### WORK INSTRUCTIONS
What is needed is an exact copy of the lines in the listing below, from the one with "filename cli/src/arg.rs" up to and including the one with "use crate::util::OutputFormat;", with no other lines.

### ENTRIES SUPPLIED
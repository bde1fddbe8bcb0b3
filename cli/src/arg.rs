// SPDX-FileCopyrightText: 2025 Zexin Yuan <aim@yzx9.xyz>
//
// SPDX-License-Identifier: Apache-2.0

use clap::{Arg, ArgAction, ArgMatches, arg, value_parser};
use farmcal_core::{Category, CategoryFilter, Priority};

use crate::util::OutputFormat;

#[derive(Debug, Clone, Copy)]
pub struct CommonArgs;

impl CommonArgs {
    pub fn verbose() -> Arg {
        arg!(-v --verbose "Show more detailed information")
    }

    pub fn get_verbose(matches: &ArgMatches) -> bool {
        matches.get_flag("verbose")
    }

    pub fn output_format() -> Arg {
        arg!(--"output-format" <FORMAT> "Output format")
            .value_parser(value_parser!(OutputFormat))
            .default_value("table")
    }

    pub fn get_output_format(matches: &ArgMatches) -> OutputFormat {
        matches
            .get_one("output-format")
            .copied()
            .unwrap_or(OutputFormat::Table)
    }

    pub fn id() -> Arg {
        arg!(id: <ID> "The id of the event")
    }

    pub fn get_id(matches: &ArgMatches) -> String {
        matches
            .get_one::<String>("id")
            .expect("id is required")
            .clone()
    }

    pub fn ids() -> Arg {
        arg!(id: <ID> "The ids of the events").num_args(1..)
    }

    pub fn get_ids(matches: &ArgMatches) -> Vec<String> {
        matches
            .get_many::<String>("id")
            .expect("id is required")
            .cloned()
            .collect()
    }
}

/// Arguments selecting which events a view shows.
#[derive(Debug, Clone, Copy)]
pub struct ViewArgs;

impl ViewArgs {
    pub fn date() -> Arg {
        arg!(-d --date <DATE> "Date to show, YYYY-MM-DD, today, tomorrow or +N/-N days")
    }

    pub fn get_date(matches: &ArgMatches) -> Option<String> {
        matches.get_one("date").cloned()
    }

    pub fn category() -> Arg {
        arg!(--category <CATEGORY> "Only show events of this category, or all")
            .value_parser(|s: &str| s.parse::<CategoryFilter>())
    }

    pub fn get_category(matches: &ArgMatches) -> CategoryFilter {
        matches
            .get_one::<CategoryFilter>("category")
            .cloned()
            .unwrap_or_default()
    }

    pub fn hide_completed() -> Arg {
        arg!(--"hide-completed" "Hide completed events")
    }

    pub fn get_hide_completed(matches: &ArgMatches) -> bool {
        matches.get_flag("hide-completed")
    }

    pub fn search() -> Arg {
        arg!(-s --search <QUERY> "Only show events matching the query")
            .long_help(
                "Only show events whose title, description, location or crop contains the \
                 query, ignoring case",
            )
    }

    pub fn get_search(matches: &ArgMatches) -> Option<String> {
        matches.get_one("search").cloned()
    }
}

/// Arguments describing the fields of an event.
#[derive(Debug, Clone, Copy)]
pub struct EventArgs;

impl EventArgs {
    pub fn title(positional: bool) -> Arg {
        if positional {
            arg!(title: <TITLE> "Title of the event")
        } else {
            arg!(title: -t --title <TITLE> "Title of the event")
        }
    }

    pub fn get_title(matches: &ArgMatches) -> Option<String> {
        matches.get_one("title").cloned()
    }

    pub fn date() -> Arg {
        arg!(-d --date <DATE> "Date of the event, YYYY-MM-DD, today, tomorrow or +N/-N days")
    }

    pub fn get_date(matches: &ArgMatches) -> Option<String> {
        matches.get_one("date").cloned()
    }

    pub fn start() -> Arg {
        arg!(--start <START> "Start time of the event, HH:MM")
    }

    pub fn get_start(matches: &ArgMatches) -> Option<String> {
        matches.get_one("start").cloned()
    }

    pub fn end() -> Arg {
        arg!(--end <END> "End time of the event, HH:MM")
    }

    pub fn get_end(matches: &ArgMatches) -> Option<String> {
        matches.get_one("end").cloned()
    }

    pub fn category() -> Arg {
        arg!(--category <CATEGORY> "Category of the event")
            .value_parser(|s: &str| s.parse::<Category>())
    }

    pub fn get_category(matches: &ArgMatches) -> Option<Category> {
        matches.get_one::<Category>("category").cloned()
    }

    pub fn priority() -> Arg {
        arg!(-p --priority <PRIORITY> "Priority of the event")
            .value_parser(value_parser!(Priority))
    }

    pub fn get_priority(matches: &ArgMatches) -> Option<Priority> {
        matches.get_one("priority").copied()
    }

    pub fn location() -> Arg {
        arg!(--location <LOCATION> "Where the event takes place")
    }

    pub fn get_location(matches: &ArgMatches) -> Option<String> {
        matches.get_one("location").cloned()
    }

    pub fn description() -> Arg {
        arg!(--description <DESCRIPTION> "Description of the event")
    }

    pub fn get_description(matches: &ArgMatches) -> Option<String> {
        matches.get_one("description").cloned()
    }

    pub fn notes() -> Arg {
        arg!(--notes <NOTES> "Notes of the event")
    }

    pub fn get_notes(matches: &ArgMatches) -> Option<String> {
        matches.get_one("notes").cloned()
    }

    pub fn crop() -> Arg {
        arg!(--crop <CROP> "The crop the event is about")
    }

    pub fn get_crop(matches: &ArgMatches) -> Option<String> {
        matches.get_one("crop").cloned()
    }

    pub fn labor() -> Arg {
        arg!(--labor <PEOPLE> "Number of people required")
            .value_parser(value_parser!(u32).range(1..))
    }

    pub fn get_labor(matches: &ArgMatches) -> Option<u32> {
        matches.get_one("labor").copied()
    }

    pub fn reminder() -> Arg {
        arg!(--reminder <BOOL> "Whether to set a reminder")
            .value_parser(value_parser!(bool))
            .action(ArgAction::Set)
    }

    pub fn get_reminder(matches: &ArgMatches) -> Option<bool> {
        matches.get_one("reminder").copied()
    }

    pub fn weather() -> Arg {
        arg!(--"weather-dependent" <BOOL> "Whether the event depends on the weather")
            .value_parser(value_parser!(bool))
            .action(ArgAction::Set)
    }

    pub fn get_weather(matches: &ArgMatches) -> Option<bool> {
        matches.get_one("weather-dependent").copied()
    }
}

### ANSWER SECTION
filename cli/src/arg.rs
// SPDX-FileCopyrightText: 2025 Zexin Yuan <aim@yzx9.xyz>
//
// SPDX-License-Identifier: Apache-2.0

use clap::{Arg, ArgAction, ArgMatches, arg, value_parser};
use farmcal_core::{Category, CategoryFilter, Priority};

use crate::util::OutputFormat;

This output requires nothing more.